Many rights groups are challenging a clampdown on an artificial intelligence system. It is used to monitor US Prison Surveillance phone calls. After a Thomson Reuters Foundation examination focused attention on the risk of rights violations.
US prison surveillance:-
US prison Surveillance software also called Verus was being used by prison and jail authorities. It is usually used to scan for keywords and leverages. Also used for Amazon’s voice-to-text transcription service as well as to monitor all the prisoners’ phone calls.
California-based LEO Technologies said that they have scanned around 300 million minutes. It included minutes of calls incoming and outgoing of US prison surveillance and jails in the US. It also explained the tool as a way to oppose crime. It also helps to keep inmates guarded.
The US prison surveillance many times overstepped legal limits. It targeted conversations as said by Civil and digital rights groups. It was unrelated to the safety and certainty of detention facilities or any other possible criminal activity.
This surveillance violates the rights of incarcerated Americans. Most of them have not been accused. They are still working on their defenses, as well as their families, friends, and loved ones.
Four letters were dispatched to the attorney general’s office in New York State. Also to the state’s Inspector General and the federal Department of Justice (DOJ).
A grant of 00,000 is being provided to the sheriff’s office in Suffolk County by The DOJ. It was done to implement a pilot of the AI-powered voice-to-text surveillance system in 2020.
Undersheriff Kevin Catalina helped to run the Verus program in Suffolk. He also told the Thomson Reuters Foundation that the system is important for alerting jail authorities. As they are suicidal to people and to recognize gang members behind bars. He also said that it saves lives.
The department is reviewing technology programs as said by a DOJ official. It is receiving federal funding. It will make sure that they are increasing public safety during respecting constitutional rights.
A spokesperson, an Inspector General’s Office said in emailed comments.
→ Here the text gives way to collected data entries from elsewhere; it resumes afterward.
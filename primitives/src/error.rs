//! Error types for the DataReg registry.
//!
//! `ErrorCode` names the reason the persistence substrate refused a slot
//! operation. `CallError` is the revert reason of a registry call; every
//! variant aborts the call with no state change and no notification.

use core::fmt;

use crate::types::{to_hex, Address, DataKey};

/// Reason the substrate refused a slot operation.
#[derive(Debug, Clone, Copy, PartialEq, Eq, Hash)]
pub enum ErrorCode {
    InvalidEncoding,
    SlotKeyTooLarge,
    SlotValueTooLarge,
    WriteLimit,
    EventLimit,
}

impl fmt::Display for ErrorCode {
    fn fmt(&self, f: &mut fmt::Formatter<'_>) -> fmt::Result {
        match self {
            Self::InvalidEncoding => write!(f, "ERR_INVALID_ENCODING"),
            Self::SlotKeyTooLarge => write!(f, "ERR_SLOT_KEY_TOO_LARGE"),
            Self::SlotValueTooLarge => write!(f, "ERR_SLOT_VALUE_TOO_LARGE"),
            Self::WriteLimit => write!(f, "ERR_WRITE_LIMIT"),
            Self::EventLimit => write!(f, "ERR_EVENT_LIMIT"),
        }
    }
}

/// Revert reason of a registry call.
#[derive(Debug, Clone, PartialEq, Eq, thiserror::Error)]
pub enum CallError {
    /// The immediate caller is not the current owner.
    #[error("caller {} is not the owner", to_hex(.caller))]
    Unauthorized { caller: Address },

    /// Batched write with sequences of different lengths.
    #[error("data keys/values length mismatch: {keys_len} keys, {values_len} values")]
    DataKeysValuesLengthMismatch { keys_len: usize, values_len: usize },

    /// `initialize` was called on an initialized registry.
    #[error("registry is already initialized")]
    AlreadyInitialized,

    /// The call's gas limit was exceeded.
    #[error("out of gas: limit={limit}, used={used}")]
    OutOfGas { limit: u64, used: u64 },

    /// The substrate refused a slot operation.
    #[error("host error: {0}")]
    Host(ErrorCode),

    /// A stored entry does not decode to a consistent value.
    #[error("corrupt entry for data key {}: {reason}", to_hex(.key))]
    CorruptEntry { key: DataKey, reason: String },

    /// The persistence substrate failed.
    #[error("storage backend error: {0}")]
    Backend(String),
}

impl From<ErrorCode> for CallError {
    fn from(code: ErrorCode) -> Self {
        Self::Host(code)
    }
}

/// Convenience result type for registry calls.
pub type CallResult<T> = core::result::Result<T, CallError>;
They would review the letter and thoroughly investigate all the complaints that are sent in.
Around 50 advocacy groups are members of the campaign. One of them was the Electronic Frontier Foundation, Worth Rises, the Innocence Project, and Access Now.
They also lift l about the prison phone call company Securus. All the recording of conversations was secured by the attorney-client privilege.
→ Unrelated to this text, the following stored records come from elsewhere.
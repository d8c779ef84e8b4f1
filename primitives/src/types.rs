//! Core type aliases and constants for the DataReg registry.
//!
//! These types are shared by the persistence substrate, the packing layer
//! and the registry executor.

use bytes::Bytes;

/// 32-byte hash used for value digests and derived identifiers.
pub type Hash = [u8; 32];

/// 32-byte identity of a caller or owner.
pub type Address = [u8; 32];

/// Fixed-size opaque identifier indexing the data store.
pub type DataKey = [u8; 32];

/// Variable-length value associated with a [`DataKey`].
///
/// `Bytes` so that notifications and batch results share one buffer.
pub type DataValue = Bytes;

/// 4-byte capability identifier answered by `supports_interface`.
pub type InterfaceId = [u8; 4];

/// The "no owner" sentinel. Owner reads return this after renouncement.
pub const ZERO_ADDRESS: Address = [0u8; 32];

/// Interface id that must never be reported as supported.
pub const INVALID_INTERFACE_ID: InterfaceId = [0xff; 4];

/// Convert 32 bytes to a `0x`-prefixed hex string for display purposes.
pub fn to_hex(bytes: &[u8]) -> String {
    let mut s = String::with_capacity(2 + bytes.len() * 2);
    s.push_str("0x");
    for byte in bytes {
        use core::fmt::Write;
        let _ = write!(s, "{:02x}", byte);
    }
    s
}

/// Returns true if `addr` is the zero sentinel.
pub fn is_zero_address(addr: &Address) -> bool {
    addr == &ZERO_ADDRESS
}

/// Concatenate byte slices into a single Vec.
pub fn concat_bytes(slices: &[&[u8]]) -> Vec<u8> {
    let total: usize = slices.iter().map(|s| s.len()).sum();
    let mut out = Vec::with_capacity(total);
    for s in slices {
        out.extend_from_slice(s);
    }
    out
}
The company is enacted to secure civil liberties as said by Securus spokesperson. The users can set solicitor numbers to private – meaning calls. These calls are not recorded as well as cannot be monitored. They acted spontaneously to delete inadvertent recordings.
A representative for LEO did not answer to appeal for comment on the letters.
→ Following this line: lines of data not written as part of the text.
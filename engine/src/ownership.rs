//! Ownership gate.
//!
//! The owner lives in the reserved slot `meta/owner`. The zero address is
//! the "no owner" sentinel and is stored by deleting the slot, so a fresh
//! or renounced registry reads the same way. `meta/initialized` records
//! that `initialize` ran.
//!
//! The gate is `ensure_owner`: every gated operation calls it before any
//! other slot access. It never passes while the owner is the zero address,
//! which makes renouncement terminal.

use tracing::debug;

use datareg_primitives::{
    types::{is_zero_address, to_hex},
    Address, CallError, CallResult, ErrorCode, Event, ZERO_ADDRESS,
};

use crate::call::CallContext;
use crate::host::HostInterface;

/// Slot holding the current owner.
pub const OWNER_SLOT: &[u8] = b"meta/owner";

/// Slot marking an initialized registry.
pub const INITIALIZED_SLOT: &[u8] = b"meta/initialized";

/// Read the current owner, `ZERO_ADDRESS` if none.
pub fn read_owner(host: &mut dyn HostInterface) -> CallResult<Address> {
    match host.state_get(OWNER_SLOT)? {
        None => Ok(ZERO_ADDRESS),
        Some(raw) => raw
            .as_slice()
            .try_into()
            .map_err(|_| CallError::Host(ErrorCode::InvalidEncoding)),
    }
}

fn write_owner(host: &mut dyn HostInterface, owner: &Address) -> CallResult<()> {
    if is_zero_address(owner) {
        host.state_delete(OWNER_SLOT)
    } else {
        host.state_set(OWNER_SLOT, owner.to_vec())
    }
}

/// Fail with `Unauthorized` unless `ctx.caller` is the current owner.
///
/// Returns the owner on success.
pub fn ensure_owner(host: &mut dyn HostInterface, ctx: &CallContext) -> CallResult<Address> {
    let owner = read_owner(host)?;
    if is_zero_address(&owner) || ctx.caller != owner {
        return Err(CallError::Unauthorized { caller: ctx.caller });
    }
    Ok(owner)
}

fn set_owner(
    host: &mut dyn HostInterface,
    previous_owner: Address,
    new_owner: Address,
) -> CallResult<()> {
    write_owner(host, &new_owner)?;
    debug!(
        previous = %to_hex(&previous_owner),
        new = %to_hex(&new_owner),
        "ownership transferred"
    );
    host.emit_event(Event::OwnershipTransferred {
        previous_owner,
        new_owner,
    })
}

/// Hand ownership to `new_owner`. Any address is accepted, including the
/// current owner.
pub fn transfer_ownership(
    host: &mut dyn HostInterface,
    ctx: &CallContext,
    new_owner: Address,
) -> CallResult<()> {
    let previous_owner = ensure_owner(host, ctx)?;
    set_owner(host, previous_owner, new_owner)
}

/// Give up ownership for good.
pub fn renounce_ownership(host: &mut dyn HostInterface, ctx: &CallContext) -> CallResult<()> {
    let previous_owner = ensure_owner(host, ctx)?;
    set_owner(host, previous_owner, ZERO_ADDRESS)
}

/// Install the first owner. Only succeeds once per registry.
pub fn initialize(host: &mut dyn HostInterface, owner: Address) -> CallResult<()> {
    if host.state_get(INITIALIZED_SLOT)?.is_some() {
        return Err(CallError::AlreadyInitialized);
    }
    host.state_set(INITIALIZED_SLOT, vec![1])?;
    set_owner(host, ZERO_ADDRESS, owner)
}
Albert Fox Cahn said that It appeared like the regulators have been napping at the switch at the federal, state, and local levels. He is the head of the US prison Surveillance Technology Oversight Project, which assisted to draft the letter.
It was also expanded beyond New York as Suffolk County was trailing. As well as winning state contracts in Georgia, Texas, and all sheriff’s departments around the United States.
Further expansion of US prison surveillance tools in prisons and jails is urged to be blocked by the rights group. They said that they have the strength to produce racial bias. Also to undermine privacy rights, without any track record of success.
A letter was addressed to the DOJ’s Civil Rights Division. The groups cited research showed that voice-to-text tools have a very big error rate for Black voices. Black people are unequally regarded as US prison surveillance.